Mode 1: Individual jobs with --dependency=afterok chains.
Each job gets its own sbatch script. Upstream dependencies are encoded
as --dependency=afterok:JOBID1:JOBID2. Jobs are submitted in
topological order so that upstream SLURM IDs are known before downstream
jobs reference them. Cached upstream jobs are omitted — their outputs
already exist on the shared filesystem, so no SLURM dependency is needed.
Mode 2: Job arrays for wildcard-expanded rules.
When a single rule (e.g., process) expands to many concrete jobs via
wildcards, OxyMake packages them as a single SLURM job array. One
sbatch call submits all tasks. Each task reads its parameters from a
JSON-lines file indexed by SLURM_ARRAY_TASK_ID.
Why --dependency=afterok Chains?
Unlike the Ray executor (which generates a single driver script), the
SLURM executor submits one sbatch per job (or job array) and lets
SLURM's own scheduler enforce ordering:
| Benefit | Why |
|---|---|
| Native SLURM scheduling | slurmctld handles priority, backfill, preemption |
| Cluster-native visibility | Every job appears in squeue and sacct |
| Granular accounting | Per-job CPU time, memory, node assignment |
| Standard cancellation | scancel works on individual jobs |
| Fair-share integration | Jobs participate in the cluster's fair-share scheduler |
Generated Job Script Structure
The Rust code in ox-exec-slurm/src/job_script.rs generates bash scripts
that look like this:
#!/bin/bash
#SBATCH --job-name=ox_process_j-042
#SBATCH --output=/scratch/staging/run-001/j-042/slurm-%j.out
#SBATCH --error=/scratch/staging/run-001/j-042/slurm-%j.err
#SBATCH --partition=gpu
#SBATCH --account=my-lab
#SBATCH --cpus-per-task=4
#SBATCH --mem=8G
#SBATCH --gpus=1
#SBATCH --time=01:06:00
# --- Environment setup ---
set -euo pipefail
module load conda 2>/dev/null || true
eval "$(conda shell.bash hook)"
conda activate ml-env
# --- Working directory ---
cd "/data/projects/my-pipeline"
# --- Execute command ---
python train.py --sample=s01 --output=results/s01.parquet
Key design decisions:
cdto project directory (not staging dir) so that relative output paths resolve to the same locations as the local executor — essential for cache correctness.- Job name truncated to 255 characters (SLURM's limit).
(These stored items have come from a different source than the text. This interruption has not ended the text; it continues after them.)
//! Logging setup on the `log` facade with an `env_logger` backend.
//!
//! The level comes from, in priority order:
//!
//! 1. `RUST_LOG` (if set)
//! 2. `--quiet` (errors only) or `--verbose` (debug, trace)
//! 3. Default: info
//!
//! HTTP client internals are capped at `warn` unless tracing (`-vv`), so
//! `-v` shows the searches issued without connection-pool chatter.
//!
//! # Example
//!
//! ```rust,no_run
//! use armpup::logging::init_logging;
//!
//! init_logging(1, false);
//! log::debug!("Searching 2021-05-31..2021-06-03");
//! ```

use env_logger::Builder;
use log::LevelFilter;
use std::env;
use std::io::Write;

/// Crates whose logs are only shown when tracing.
const NOISY_DEPENDENCIES: &[&str] = &["reqwest", "hyper", "hyper_util", "rustls"];

/// Initialize the logger from CLI verbosity flags.
///
/// Call once, before any logging.
///
/// # Panics
///
/// Panics if a logger is already installed.
pub fn init_logging(verbose: u8, quiet: bool) {
    let mut builder = Builder::new();

    if env::var_os("RUST_LOG").is_some() {
        builder.parse_default_env();
    } else {
        let level = determine_level(verbose, quiet);
        builder.filter_level(level);
        if level < LevelFilter::Trace {
            for name in NOISY_DEPENDENCIES {
                builder.filter_module(name, level.min(LevelFilter::Warn));
            }
        }
    }

    configure_format(&mut builder, verbose);
    builder.init();
    log::debug!("Logging initialized at level {}", log::max_level());
}

/// Map CLI flags to a level; `quiet` wins over `verbose`.
fn determine_level(verbose: u8, quiet: bool) -> LevelFilter {
    if quiet {
        LevelFilter::Error
    } else {
        match verbose {
            0 => LevelFilter::Info,
            1 => LevelFilter::Debug,
            _ => LevelFilter::Trace,
        }
    }
}

/// Debug builds and `-v` runs get timestamps and module paths; plain
/// release runs get level and message only.
fn configure_format(builder: &mut Builder, verbose: u8) {
    let detailed = cfg!(debug_assertions) || verbose > 0;
    builder.format(move |buf, record| {
        let level = record.level();
        let style = buf.default_level_style(level);
        if detailed {
            writeln!(
                buf,
                "{} {style}{:<5}{style:#} [{}] {}",
                buf.timestamp_seconds(),
                level,
                record.module_path().unwrap_or("unknown"),
                record.args()
            )
        } else {
            writeln!(buf, "{style}{:<5}{style:#} {}", level, record.args())
        }
    });
}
set -euo pipefailso failures propagate immediately.--timederived from job timeout with a 10% buffer if not explicitly set via thetimeresource.
Job Array Script Structure
For wildcard-expanded rules, OxyMake generates an array script with a parameter file:
#!/bin/bash
#SBATCH --job-name=ox_array_align
#SBATCH --array=0-4%2
#SBATCH --output=/scratch/staging/slurm-%A_%a.out
#SBATCH --error=/scratch/staging/slurm-%A_%a.err
#SBATCH --partition=gpu
#SBATCH --cpus-per-task=8
#SBATCH --mem=16G
# --- Environment setup ---
set -euo pipefail
# --- Working directory ---
cd "/data/projects/pipeline"
# --- Array task dispatch ---
PARAMS_FILE="$(dirname "$0")/array_params.jsonl"
TASK_LINE=$(sed -n "$((SLURM_ARRAY_TASK_ID + 1))p" "$PARAMS_FILE")
# Export wildcard values as environment variables
export OX_JOB_ID=$(echo "$TASK_LINE" | python3 -c 'import sys,json; print(json.load(sys.stdin)["job_id"])')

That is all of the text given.